Only one span of the listing below is wanted: the lines from the one with "may not, see" through the one with "the repository's history", reproduced exactly, both ends kept.

RECORDS TO USE START

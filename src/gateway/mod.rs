//! Remote repository gateway
//!
//! The reconciler only ever talks to the remote through [`RepositoryGateway`],
//! so the GitHub implementation, the retrying decorator and test doubles are
//! interchangeable.

mod github;
mod retry;

pub use github::GitHubGateway;
pub use retry::{RetryPolicy, RetryingGateway, retry_delay, with_retry};

use crate::error::Result;
use crate::types::{
    CommitRecord, MergeMethod, MergeResult, PullRequestInfo, RepoId, ReviewRecord, StatusUpdate,
};
use async_trait::async_trait;
use std::collections::HashMap;

/// Operations the reconciler needs from the remote repository host
///
/// Every call is fallible. Reads and status writes may be retried; comment
/// posting may not, see [`RepositoryGateway::post_comment`].
#[async_trait]
pub trait RepositoryGateway: Send + Sync {
    /// Fetch pull request metadata
    async fn get_pull_request(&self, repo: &RepoId, number: u64) -> Result<PullRequestInfo>;

    /// List currently open pull requests of a repository
    async fn list_open_pull_requests(&self, repo: &RepoId) -> Result<Vec<PullRequestInfo>>;

    /// List the commits of a pull request
    async fn get_commits(&self, repo: &RepoId, number: u64) -> Result<Vec<CommitRecord>>;

    /// List submitted reviews of a pull request
    ///
    /// Pending and dismissed reviews are not returned.
    async fn get_reviews(&self, repo: &RepoId, number: u64) -> Result<Vec<ReviewRecord>>;

    /// Per-author commit counts over the repository's history
    ///
    /// Returns `None` while the remote is still computing the statistics.
    async fn get_contributor_commit_counts(
        &self,
        repo: &RepoId,
    ) -> Result<Option<HashMap<String, u64>>>;

    /// Whether a comment with exactly this body exists on a pull request
    ///
    /// Surrounding whitespace is ignored.
    async fn has_comment(&self, repo: &RepoId, number: u64, body: &str) -> Result<bool>;

    /// Post a comment on a pull request
    ///
    /// Not idempotent: a failed call may still have created the comment.
    async fn post_comment(&self, repo: &RepoId, number: u64, body: &str) -> Result<()>;

    /// Set a commit status on a commit
    async fn set_status(&self, repo: &RepoId, sha: &str, status: &StatusUpdate) -> Result<()>;

    /// Merge a pull request
    ///
    /// Returns `Error::MergeBlocked` when the remote refuses the merge.
    async fn merge(&self, repo: &RepoId, number: u64, method: MergeMethod) -> Result<MergeResult>;
}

RECORDS TO USE END

| ANSWER FOR THIS EXERCISE |
/// posting may not, see [`RepositoryGateway::post_comment`].
#[async_trait]
pub trait RepositoryGateway: Send + Sync {
    /// Fetch pull request metadata
    async fn get_pull_request(&self, repo: &RepoId, number: u64) -> Result<PullRequestInfo>;

    /// List currently open pull requests of a repository
    async fn list_open_pull_requests(&self, repo: &RepoId) -> Result<Vec<PullRequestInfo>>;

    /// List the commits of a pull request
    async fn get_commits(&self, repo: &RepoId, number: u64) -> Result<Vec<CommitRecord>>;

    /// List submitted reviews of a pull request
    ///
    /// Pending and dismissed reviews are not returned.
    async fn get_reviews(&self, repo: &RepoId, number: u64) -> Result<Vec<ReviewRecord>>;

    /// Per-author commit counts over the repository's history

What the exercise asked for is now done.